Watch the new decade dawn on the Brooklyn Bridge
Eye on Real Estate: New year, new decade — hello, 2020.
It seems like an auspicious number, since it suggests 20-20 vision.
The dawning of this new decade deserves a grand gesture. I applaud everybody’s plans for champagne toasts at midnight. But I’ve decided to be literal about this, and actually watch the dawn arrive — on the world-famous Brooklyn Bridge.
At sunrise, the pedestrian and cyclist deck of the iconic span will be relatively uncrowded, unless the vast throngs of Times Square revelers decide to migrate down to the bridge for a morning-after party. And you know what? That would be epic.
Those of you who can stay awake till around 7 a.m., please come join me.
You need to be up on the span by then so you can see the sky right before it shakes off its deep gray gloom of night. The bridge is lit up, and Lower Manhattan’s skyscrapers are too, so the scenery’s pretty thrilling.
If you’re wondering why I already have photos of watching the sunrise on the Brooklyn Bridge, I did a test run earlier this month to see what it’s like in the wintertime.
The last time I did a walk at dawn, it was summertime.
In these new pictures I just took, you’ll see that around 7:15 a.m., the sky behind the Manhattan Bridge and DUMBO’s buildings turns delicate shades of pink.
Then the air grows brighter and the sky gets pinker. And bingo! it’s a new day.
After that, if you want to take photos of the bridge’s Gothic arches, it’s best to turn so you’re facing Manhattan and the rising sun is behind your back.
I want to explain why I chose the landmarked Brooklyn Bridge as the place to mark the start of the new decade over all the other iconic New York City spots my heart holds dear.
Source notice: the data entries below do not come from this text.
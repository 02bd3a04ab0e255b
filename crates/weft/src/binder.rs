//! Two-way synchronization between form fields and the property store.
//!
//! One way: interaction events on bound fields write the field's current
//! value to the store path named by the field's `name` attribute. The other
//! way: on a change event for path P, every field named P has its visual
//! state updated from the store.

use std::collections::BTreeSet;

use serde_json::Value;

use weft_core::{value_text, Entity, PropertyStore, ValueKind};

use crate::directive;
use crate::document::{Document, NodeId};
use crate::view::EVENT_ATTR;

/// Attribute holding a field's current value.
pub const VALUE_ATTR: &str = "value";

/// Field control category, derived from tag and `type` attribute.
#[derive(Debug, Clone, Copy, PartialEq, Eq)]
pub enum Control {
    Text,
    Radio,
    Checkbox,
    Select,
    TextArea,
}

impl Control {
    pub fn of(doc: &Document, node: NodeId) -> Option<Self> {
        let element = doc.element(node)?;
        match element.tag.as_str() {
            "select" => Some(Self::Select),
            "textarea" => Some(Self::TextArea),
            "input" => match doc.attr(node, "type").unwrap_or("text") {
                "text" => Some(Self::Text),
                "radio" => Some(Self::Radio),
                "checkbox" => Some(Self::Checkbox),
                _ => None,
            },
            _ => None,
        }
    }

    /// Interaction event that commits this control's value.
    pub fn trigger_event(&self) -> &'static str {
        match self {
            Self::Radio | Self::Checkbox => "click",
            Self::Text | Self::Select | Self::TextArea => "input",
        }
    }
}

/// A field element bound to a store path through its `name` attribute.
#[derive(Debug, Clone)]
pub struct FieldBinding {
    pub node: NodeId,
    pub path: String,
    pub control: Control,
}

/// A `data-event` association from (element, event type) to a controller
/// method name.
#[derive(Debug, Clone)]
pub struct EventBinding {
    pub node: NodeId,
    pub event_type: String,
    pub method: String,
}

/// Discovered field and event bindings for one view subtree.
///
/// Discovery resolves method names once at bind time against the
/// controller's registered method set; elements inserted later (by
/// `foreach`) get discovery re-run explicitly via [`rescan`](Self::rescan).
#[derive(Debug)]
pub struct Bindings {
    root: NodeId,
    method_names: BTreeSet<String>,
    fields: Vec<FieldBinding>,
    events: Vec<EventBinding>,
}

impl Bindings {
    pub fn new(root: NodeId, method_names: BTreeSet<String>) -> Self {
        Self {
            root,
            method_names,
            fields: Vec::new(),
            events: Vec::new(),
        }
    }

    /// Discover bindings in the subtree at `start` (inclusive).
    pub fn scan(&mut self, doc: &Document, start: NodeId) {
        for node in doc.walk(start) {
            if let Some(control) = Control::of(doc, node) {
                if let Some(name) = doc.attr(node, "name") {
                    self.fields.push(FieldBinding {
                        node,
                        path: name.to_owned(),
                        control,
                    });
                }
            }
            let Some(text) = doc.attr(node, EVENT_ATTR) else {
                continue;
            };
            match directive::parse(text) {
                Ok(entries) => {
                    for (event_type, target) in entries {
                        let Some(method) = target.as_path() else {
                            tracing::warn!(event = %event_type, "event binding target must be a method name");
                            continue;
                        };
                        if !self.method_names.contains(method) {
                            tracing::debug!(method, "skipping event binding with unregistered method");
                            continue;
                        }
                        self.events.push(EventBinding {
                            node,
                            event_type,
                            method: method.to_owned(),
                        });
                    }
                }
                Err(error) => {
                    tracing::warn!(%error, "skipping element with malformed event text");
                }
            }
        }
    }

    /// Re-run discovery after a `foreach` rebuild: bindings to detached
    /// elements are dropped, then the inserted fragments are scanned, so
    /// dispatch stays single-shot per element and event.
    pub fn rescan(&mut self, doc: &Document, inserted: &[NodeId]) {
        let root = self.root;
        self.fields.retain(|binding| doc.is_attached(binding.node, root));
        self.events.retain(|binding| doc.is_attached(binding.node, root));
        for id in inserted {
            self.scan(doc, *id);
        }
    }

    pub fn field_for(&self, node: NodeId, event_type: &str) -> Option<&FieldBinding> {
        self.fields
            .iter()
            .find(|binding| binding.node == node && binding.control.trigger_event() == event_type)
    }

    pub fn method_for(&self, node: NodeId, event_type: &str) -> Option<&str> {
        self.events
            .iter()
            .find(|binding| binding.node == node && binding.event_type == event_type)
            .map(|binding| binding.method.as_str())
    }

    pub fn fields(&self) -> &[FieldBinding] {
        &self.fields
    }

    pub fn events(&self) -> &[EventBinding] {
        &self.events
    }
}

/// Write a committed field value into the store.
///
/// Checkbox clicks only guarantee the path holds a sequence; membership is
/// not derived from the checked state. The read-back direction in
/// [`write_back`] does support multi-value groups.
pub fn apply_field_event(entity: &mut Entity, binding: &FieldBinding, field_value: &str) {
    match binding.control {
        Control::Checkbox => {
            if !entity.is_kind(&binding.path, ValueKind::Sequence) {
                entity.ensure_sequence(&binding.path);
            }
        }
        Control::Text | Control::Radio | Control::Select | Control::TextArea => {
            entity.set(&binding.path, Value::String(field_value.to_owned()));
        }
    }
}

/// Update the visual state of every field named `changed` from the store.
pub fn write_back(doc: &mut Document, store: &PropertyStore, root: NodeId, changed: &str) {
    let stored = store.get(changed).cloned();
    for node in doc.fields_named(root, changed) {
        let Some(control) = Control::of(doc, node) else {
            continue;
        };
        match control {
            Control::Radio => {
                let field_value = doc.attr(node, VALUE_ATTR).unwrap_or_default().to_owned();
                if let Some(value) = &stored {
                    if value_text(value) == field_value {
                        doc.set_checked(node, true);
                    }
                }
            }
            Control::Checkbox => {
                let Some(Value::Array(items)) = &stored else {
                    continue;
                };
                let field_value = doc.attr(node, VALUE_ATTR).unwrap_or_default().to_owned();
                let member = items.iter().any(|item| value_text(item) == field_value);
                doc.set_checked(node, member);
            }
            Control::Text | Control::Select | Control::TextArea => {
                let text = stored.as_ref().map(value_text).unwrap_or_default();
                doc.set_attr(node, VALUE_ATTR, &text);
            }
        }
    }
}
First of all, I wish to honor the bridge for the profound urban change it brought us. Until it opened in May 1883, there was no span connecting Brooklyn and Manhattan. People and the products of their commerce and labor had to pass between the two places on boats.
The Brooklyn Daily Eagle proclaimed the immense importance of the opening of the world’s first steel-wire suspension bridge in a front-page May 24, 1883 story.
“Sentinel-like it watches at the eastern gateway of the continent, formidable in its gigantic proportions, picturesque in the sweep of its symmetrical trusses, significant in the purpose of its design and erection, the greatest work wrought by the hand of man within the limit of the quickly vanishing century,” it read.
Second, I wish to honor the Brooklyn Bridge as a feat of engineering and as a stunning architectural design that delights the eye.
Third, I wish to honor the devotion and bravery of the workers who built the Brooklyn Bridge and the lives that were lost during the construction.
Fourth, I wish to honor Emily Roebling for taking charge of the bridge-building project after her husband Washington Roebling, who was the chief engineer, was disabled by the bends (caisson disease is the formal name of what sickened him). The job was finished thanks to Emily Roebling’s determination and political acumen.
Washington Roebling was confined to their home at 110 Columbia Heights and used a telescope and binoculars to watch bridge construction proceed.
Emily Roebling took over daily supervision of the job site, worked as his liaison to the project’s master mechanic Frank Farrington and handled business issues. She managed to keep the mayor of Brooklyn from kicking her husband off of the bridge project, the New York Times’ recently written obituary about her says.
A week and a half before the official opening of the Brooklyn Bridge, a carriage was sent across it to test it out. Emily Roebling rode in that carriage holding a rooster on her lap as a symbol of victory, a story posted on Mental Floss says.
Fifth, I wish to honor the soaring World Trade Center, which is a testament to New York City’s resolute and resilient spirit.
More importantly, I wish to send love, grief and remembrance to the nearly 3,000 people who were murdered in the 9/11 terrorist attacks on the Twin Towers and the thousands of people who have died or are sick now because of their exposure to the toxic dust from the towers’ destruction.
When I’m on the Brooklyn Bridge on New Year’s Day, I’ll wait around for a bit after the sunrise.
After 8 a.m., the sun’s rays should reach the facade of the new World Trade Center and the skyscrapers standing around it. The ethereal sight of those sun-kissed towers will start the decade right.
Eye on Real Estate is veteran reporter Lore Croghan’s weekly column on Brooklyn’s built environment. Whether it’s old as Abraham Lincoln or so new it hasn’t topped out yet, if a building is eye-catching, Eye will show it to you.